La mer d’Aral renaît : succès et défis d’une restauration historique
Le Kazakhstan redonne vie à la mer d’Aral grâce à des efforts de restauration sans précédent. Découvrez les succès, les défis et l’appel à une coopération régionale renforcée.

Il fut un temps où la mer d’Aral, quatrième plus grand lac du monde, s’étendait à perte de vue. Aujourd’hui, elle incarne à la fois une tragédie environnementale et un symbole de résilience. Grâce à des décennies d’efforts, le Kazakhstan parvient à redonner vie à sa partie septentrionale, tout en appelant ses voisins d’Asie centrale à renforcer leur coopération. Une lueur d’espoir pour une région marquée par la sécheresse et l’abandon.

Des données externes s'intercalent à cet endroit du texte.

// src/models/mod.rs

//! Domain models for the crawler application.
//!
//! Accounts and edges flow from the crawler into storage, rankings flow out
//! of the graph pipeline, and checkpoints make crawls resumable.

mod config;
mod credential;
mod frontier;
mod ranking;
mod user;

// Re-export all public types
pub use config::{
    AnalysisConfig, ApiConfig, BucketConfig, Config, CrawlerConfig, CredentialPoolConfig,
    ForbiddenCode, PageRankConfig, ProxyPoolConfig, RateLimitConfig, RetryConfig,
};
pub use credential::Credential;
pub use frontier::{CrawlCheckpoint, FrontierEntry};
pub use ranking::{HiddenInfluencerResult, InfluencerCategories, PageRankResult, Ranking};
pub use user::{Edge, User};

/// One page of accounts returned by a paginated endpoint.
#[derive(Debug, Clone, Default, PartialEq)]
pub struct UserPage {
    pub users: Vec<User>,
    /// Cursor for the next page; `None` on the last page
    pub next_cursor: Option<String>,
}
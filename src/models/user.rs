// src/models/user.rs

//! Account nodes and follow edges.

use serde::{Deserialize, Serialize};

/// An account discovered during seeding or crawling.
#[derive(Debug, Clone, Serialize, Deserialize, PartialEq, Eq)]
pub struct User {
    /// Stable numeric id (as a string)
    pub id: String,

    /// Screen name without the leading `@`
    #[serde(default)]
    pub handle: String,

    #[serde(default)]
    pub display_name: String,

    #[serde(default)]
    pub bio: String,

    #[serde(default)]
    pub followers_count: u64,

    #[serde(default)]
    pub following_count: u64,

    /// Whether the account was a crawl seed
    #[serde(default)]
    pub is_seed: bool,

    /// Hops from the nearest seed at discovery
    #[serde(default)]
    pub depth: u32,
}

impl User {
    /// A node known only by id, e.g. an edge endpoint never fetched.
    pub fn bare(id: impl Into<String>) -> Self {
        Self {
            id: id.into(),
            handle: String::new(),
            display_name: String::new(),
            bio: String::new(),
            followers_count: 0,
            following_count: 0,
            is_seed: false,
            depth: 0,
        }
    }

    /// A seed placeholder stored when the profile lookup fails.
    pub fn seed_placeholder(id: impl Into<String>) -> Self {
        Self {
            is_seed: true,
            ..Self::bare(id)
        }
    }

    pub fn with_depth(mut self, depth: u32) -> Self {
        self.depth = depth;
        self
    }

    pub fn as_seed(mut self) -> Self {
        self.is_seed = true;
        self.depth = 0;
        self
    }

    /// Merge a newer observation of the same account into this one.
    ///
    /// Profile fields take the newer values unless the newer observation
    /// has no handle (a bare node or placeholder). `is_seed` never reverts
    /// to false and `depth` keeps the minimum seen.
    pub fn merge(&mut self, newer: User) {
        debug_assert_eq!(self.id, newer.id);
        let is_seed = self.is_seed || newer.is_seed;
        let depth = self.depth.min(newer.depth);
        if !newer.handle.is_empty() || self.handle.is_empty() {
            *self = newer;
        }
        self.is_seed = is_seed;
        self.depth = depth;
    }
}

/// A follow relationship: `source_id` follows `target_id`.
#[derive(Debug, Clone, Serialize, Deserialize, PartialEq, Eq, Hash, PartialOrd, Ord)]
pub struct Edge {
    pub source_id: String,
    pub target_id: String,
}

impl Edge {
    pub fn new(source_id: impl Into<String>, target_id: impl Into<String>) -> Self {
        Self {
            source_id: source_id.into(),
            target_id: target_id.into(),
        }
    }
}

#[cfg(test)]
mod tests {
    use super::*;

    fn profile(id: &str, followers: u64) -> User {
        User {
            handle: format!("user_{id}"),
            followers_count: followers,
            ..User::bare(id)
        }
    }

    #[test]
    fn test_merge_keeps_seed_flag() {
        let mut stored = profile("1", 10).as_seed();
        stored.merge(profile("1", 20).with_depth(2));

        assert!(stored.is_seed);
        assert_eq!(stored.depth, 0);
        assert_eq!(stored.followers_count, 20);
    }

    #[test]
    fn test_merge_keeps_min_depth() {
        let mut stored = profile("1", 10).with_depth(1);
        stored.merge(profile("1", 10).with_depth(3));
        assert_eq!(stored.depth, 1);

        stored.merge(profile("1", 10).with_depth(0));
        assert_eq!(stored.depth, 0);
    }

    #[test]
    fn test_merge_last_write_wins_profile() {
        let mut stored = profile("1", 10);
        let mut newer = profile("1", 11);
        newer.bio = "building things".to_string();
        stored.merge(newer);

        assert_eq!(stored.bio, "building things");
        assert_eq!(stored.followers_count, 11);
    }

    #[test]
    fn test_placeholder_does_not_erase_profile() {
        let mut stored = profile("1", 10).with_depth(1);
        stored.merge(User::seed_placeholder("1"));

        assert_eq!(stored.handle, "user_1");
        assert_eq!(stored.followers_count, 10);
        assert!(stored.is_seed);
        assert_eq!(stored.depth, 0);
    }

    #[test]
    fn test_user_deserializes_with_missing_fields() {
        let user: User = serde_json::from_str(r#"{"id":"42"}"#).unwrap();
        assert_eq!(user, User::bare("42"));
    }
}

Comment la mer d’Aral est devenue un désert
Dans les années 1960, l’URSS lance de grands projets d’irrigation pour développer la culture du coton. Les fleuves Amou-Daria et Syr-Daria, affluents vitaux de la mer d’Aral, sont détournés. Résultat : une catastrophe écologique sans précédent. En 1989, la mer se scinde en deux. En 2014, le bassin oriental de la partie méridionale s’assèche complètement, laissant place au désert d’Aralkoum.
La croissance démographique et les besoins agricoles ont aggravé la situation. La mer d’Aral, autrefois source de vie, est devenue un désert toxique, emportant avec elle la pêche, l’agriculture et les communautés locales.
Le Kazakhstan, fer de lance de la restauration
Depuis les années 2000, le Kazakhstan concentre ses efforts sur la mer d’Aral septentrionale. Les résultats sont spectaculaires : la surface du lac a augmenté de 111 km² depuis 2022, atteignant 3 065 km². La salinité a baissé, permettant le retour de poissons indigènes. La pêche, disparue pendant des décennies, renaît à Aralsk, où les prises annuelles ont été multipliées par dix.
Les infrastructures jouent un rôle clé : reconstruction de barrages, réhabilitation de canaux, et restauration du delta du Syr-Daria. Le barrage de Kokaral, séparant les mers septentrionale et méridionale, est en cours de rénovation. Ces projets ne sauvent pas seulement un écosystème : ils redonnent espoir à des milliers de personnes.
Un appel à la coopération régionale et internationale
Le 15 octobre 2025, lors du Forum international des think tanks d’Astana, le Kazakhstan a lancé un appel vibrant : « La restauration de la mer d’Aral ne peut réussir sans une action collective. » Yerzhan Ashikbayev, premier vice-ministre des Affaires étrangères, a souligné l’urgence d’une stratégie coordonnée, notamment à l’approche du sommet régional sur le climat prévu en 2026.
L’enjeu dépasse les frontières. Le Fonds international pour la sauvegarde de la mer d’Aral (IFAS), créé en 1993, peine à concilier les intérêts divergents des cinq États d’Asie centrale. Le Kirghizistan et le Tadjikistan privilégient l’hydroélectricité, tandis que l’Ouzbékistan et le Turkménistan misent sur l’irrigation. Sous la présidence kazakhe, l’IFAS modernise sa gouvernance grâce à la transparence numérique et l’intelligence artificielle, pour une gestion plus équitable de l’eau.
Des succès fragiles et des défis persistants
À Aralsk, les habitants voient l’eau revenir près de leurs côtes. Les bateaux de pêche sont de retour, et les familles exilées commencent à rentrer. « Nous avons perdu la mer une fois, mais maintenant l’espoir renaît », confie un pêcheur local. Pourtant, cette renaissance reste précaire.
La partie méridionale de la mer, située en Ouzbékistan, reste largement irrécupérable. Les projets locaux se concentrent sur l’agriculture durable et le reboisement, mais la restauration hydrologique semble hors de portée sans une coopération accrue.
Le Kazakhstan mise sur l’innovation : systèmes de surveillance automatisés, partage de données en temps réel, et reboisement massif. 475 000 hectares ont déjà été replantés depuis 2021, et 428 000 hectares supplémentaires sont prévus d’ici 2025.
Un modèle pour l’avenir ?
La mer d’Aral montre que même les catastrophes écologiques les plus graves peuvent être atténuées. Le Kazakhstan prouve qu’avec une volonté politique forte, des investissements ciblés et une coopération régionale, la nature peut renaître.
Pourtant, les experts rappellent que les efforts actuels restent insuffisants. La survie de la mer d’Aral dépendra de la capacité des États d’Asie centrale à dépasser leurs divergences et à agir ensemble. Un défi de taille, mais un espoir bien réel.
Et si la mer d’Aral devenait un jour le symbole non plus d’une tragédie, mais d’une victoire écologique ? La réponse dépendra de l’engagement de tous.